There are three variants, and the random hanging happens on all three. The sizes are 2TB, 1TB, and 200GB.
Is it always failing on the same shard or is the hanging problem happening randomly?
It seems to be very much random, as restarting can help move past the previous hang, only to find a new one, or not.
Were you able to save the dataset as parquet locally? This would help us determine if the problem comes from the upload or the file generation.

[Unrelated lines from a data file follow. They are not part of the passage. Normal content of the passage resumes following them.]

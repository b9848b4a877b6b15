use crate::Page;
use std::{collections::HashMap, hash::Hash};

/// Importance of every page in a corpus. Values sum to 1.
pub type Importance = HashMap<Page, f64, ahash::RandomState>;

/// Probability of moving to each page from a given page. Values sum to 1.
pub type Distribution = HashMap<Page, f64, ahash::RandomState>;

/// Largest absolute value. NaN wins over any number.
pub fn norm_inf<K: Eq + Hash>(v: &HashMap<K, f64, ahash::RandomState>) -> f64 {
    v.values().fold(0.0, |acc: f64, x| {
        if acc.is_nan() || x.is_nan() {
            f64::NAN
        } else {
            acc.max(x.abs())
        }
    })
}

/// Largest absolute difference between two mappings over the union of their keys.
pub fn max_deviation<K: Eq + Hash>(
    a: &HashMap<K, f64, ahash::RandomState>,
    b: &HashMap<K, f64, ahash::RandomState>,
) -> f64 {
    let from_a = a
        .iter()
        .map(|(k, x)| (x - b.get(k).copied().unwrap_or(0.0)).abs());
    let only_b = b
        .iter()
        .filter(|(k, _)| !a.contains_key(*k))
        .map(|(_, x)| x.abs());
    from_a.chain(only_b).fold(0.0, f64::max)
}

pub(crate) fn renormalize<K: Eq + Hash>(v: &mut HashMap<K, f64, ahash::RandomState>) {
    let total: f64 = v.values().sum();
    if total > 0.0 {
        v.values_mut().for_each(|x| *x /= total);
    }
}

Yes. The dataset seems to be locally stored as parquet.
Hmm it looks like an issue with TQDM lock. Maybe you can try updating TQDM ?
I am using the latest version of tqdm
⬢ [Docker] ❯ pip install tqdm --upgrade
Requirement already satisfied: tqdm in /opt/conda/envs/main/lib/python3.10/site-packages (4.65.0)
WARNING: Running pip as the 'root' user can result in broken permissions and conflicting behaviour with the system package manager. It is recommended to use a virtual environment instead: https://pip.pypa.io/warnings/venv
I tried trying to catch the hanging issue in action again
Pushing dataset shards to the dataset hub: 65%|█████████████████████████████████████████████████████████████████▊ | 127/195 [2:28:02<1:19:15, 69.94s/it]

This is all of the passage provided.